We think this is a big molecule, a big opportunity. Everyone's focused on zelenectide. We just moved this molecule forward carefully, thoughtfully, given the safety events that have happened with ADCs. I think next year is going to be quite an important year for BT5528.

Clara Dong
Biotech Analyst, Jefferies

You've also recently shared some first-in-human imaging data in pancreatic cancer. Maybe just tell us, what do those images tell you, and then when should we expect more data from them?

Kevin Lee
CEO, Bicycle Therapeutics

One of the beautiful things about the Bicycle platform is it's so versatile. You can put any payload on it. We've shown we can do it with small molecules, cells, antisense, nanoparticles, you name it. The Bicycles can drive the cell activity. We think that lends itself to a next-generation type of drug development whereby you can use an imaging agent. Historically, if you think about it, you have a target, and then you rely on historical legacy IHCs, which are taken from small biopsies of the tumor, which might have been taken five years ago and no reflection of what's happening in that patient at the current time. Imagine a world where you can take the same agent with just a different payload and give that to a patient, not only to show that the target's expressed, but the actual therapeutic binds to it.

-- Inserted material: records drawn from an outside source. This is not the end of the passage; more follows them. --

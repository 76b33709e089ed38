//! Concrete test models.

use chrono::NaiveDate;
use serde::Deserialize;

/// Full-record payload for creating or replacing a concrete cylinder test.
#[derive(Debug, Default, Deserialize)]
pub struct ConcreteTestInput {
    pub project_name: Option<String>,
    pub location: Option<String>,
    pub cast_date: Option<NaiveDate>,
    pub test_date: Option<NaiveDate>,
    pub age_days: Option<i32>,
    pub slump_in: Option<String>,
    pub truck_no: Option<String>,
    pub cross_section_area: Option<String>,
    pub cylinder_size: Option<String>,
    pub cylinder_weight: Option<String>,
    pub cylinder_density: Option<String>,
    pub max_load_lbs: Option<String>,
    pub strength_psi: Option<String>,
    pub break_type: Option<String>,
    pub mix_design_psi: Option<String>,
    pub supplier: Option<String>,
    pub recorder: Option<String>,
    pub gridline_location: Option<String>,
    pub casted_by: Option<String>,
    pub area: Option<String>,
    pub cast_7day: Option<String>,
    pub cast_14day: Option<String>,
    pub cast_28day: Option<String>,
    pub cast_56day: Option<String>,
    pub latitude: Option<f64>,
    pub longitude: Option<f64>,
}
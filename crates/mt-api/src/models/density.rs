//! Nuclear density test models.

use chrono::NaiveDate;
use serde::{Deserialize, Serialize};

use crate::db::schema::{DensityReadingRow, NuclearDensityRow};

/// Full-record payload for creating or replacing a nuclear density test. The
/// reading set is replaced wholesale on update.
#[derive(Debug, Default, Deserialize)]
pub struct NuclearDensityInput {
    pub project_name: Option<String>,
    pub location: Option<String>,
    pub inspection_date: Option<NaiveDate>,
    pub time_on_site: Option<String>,
    pub weather_present: Option<String>,
    pub weather_previous: Option<String>,
    pub client_representative: Option<String>,
    pub recorder: Option<String>,
    pub trench: Option<bool>,
    pub road: Option<bool>,
    pub foundation: Option<bool>,
    pub proctor: Option<String>,
    pub moisture: Option<String>,
    pub comp_pass: Option<bool>,
    pub comp_fail: Option<bool>,
    pub moisture_pass: Option<bool>,
    pub moisture_fail: Option<bool>,
    pub sketch: Option<String>,
    pub latitude: Option<f64>,
    pub longitude: Option<f64>,
    #[serde(default)]
    pub readings: Vec<DensityReadingInput>,
}

#[derive(Debug, Default, Deserialize)]
pub struct DensityReadingInput {
    pub test_no: Option<String>,
    pub wet_density: Option<String>,
    pub dry_density: Option<String>,
    pub moisture: Option<String>,
    pub moisture_pct: Option<String>,
    pub compaction_pct: Option<String>,
    pub depth: Option<String>,
}

#[derive(Debug, Serialize)]
pub struct NuclearDensityDetail {
    #[serde(flatten)]
    pub record: NuclearDensityRow,
    pub readings: Vec<DensityReadingRow>,
}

I think what we showed—we've shown it a couple of times now with our MT1 program. We've shared data this year, and very recently, we've shared it with our EphA2 program. We've known that EphA2 is highly expressed in pancreatic cancer. About 80% of patients are believed to express EphA2. The question then becomes, does the drug get to its site of action? Can it actually get in there, and can it bind? I think what that data shows very early, very preliminary, is that indeed it can. That obviously opens up a whole range of horizons for that molecule.

Clara Dong
Biotech Analyst, Jefferies

You're also exploring ovarian cancer and bladder cancer as well?

Kevin Lee
CEO, Bicycle Therapeutics

We've explored across a range of different tumor types.

Clara Dong
Biotech Analyst, Jefferies

Got it. When should we expect next update for?

Kevin Lee
CEO, Bicycle Therapeutics

We've guided that we'll provide a very significant update on BT5528 in a medical conference in the first half of 2026.

Alethia Young
CFO, Bicycle Therapeutics

There'll be more images for EphA2, right? We shifted, as you know, the BT5528 study, which is a safety study. We'll be packaging that hopefully into an update. Hopefully, we'll be talking about the planned future, right? I think that's what we mean when we say significant. Just kind of helping people understand what's the next pathway for BT5528, where we're going, and why we have evidence to support that as such.

Clara Dong
Biotech Analyst, Jefferies

That's helpful. Lastly, maybe just want to talk about the balance sheet, the cash runway, and any milestones investors should watch for the next six to 12 months?

Alethia Young
CFO, Bicycle Therapeutics

I mean, we have cash into the first quarter of 2028. We reported $648 million as of September. I mean, we're well funded to do the things that we need to do, including complete the Duravelo-2 study out to the end of phase III. Obviously, many of the things we've talked about here, achieving proof of concept, hopefully for BT5528 and for radio pharmaceuticals as well. I think if we do not include also in that assumption anything around any potential partnerships or deals. I mean, we feel very good about the capital we have. We know the environment we're in. We want to be as judicious as possible though as well. We really do try to hold the programs to a high standard and move programs that are the best programs forward, right?

That is always going to be the case because we have a platform that can do a lot. We do not have to hold on to one thing if it is not hitting the bar that we think will get us to the best outcome for patients, to be honest.

Clara Dong
Biotech Analyst, Jefferies

Great. That is very helpful. That concludes our session here. Thank you, Kevin, Alethia, and Jennifer. Thank you to the audience for joining us here. Enjoy the rest of the conference. Thanks, everyone.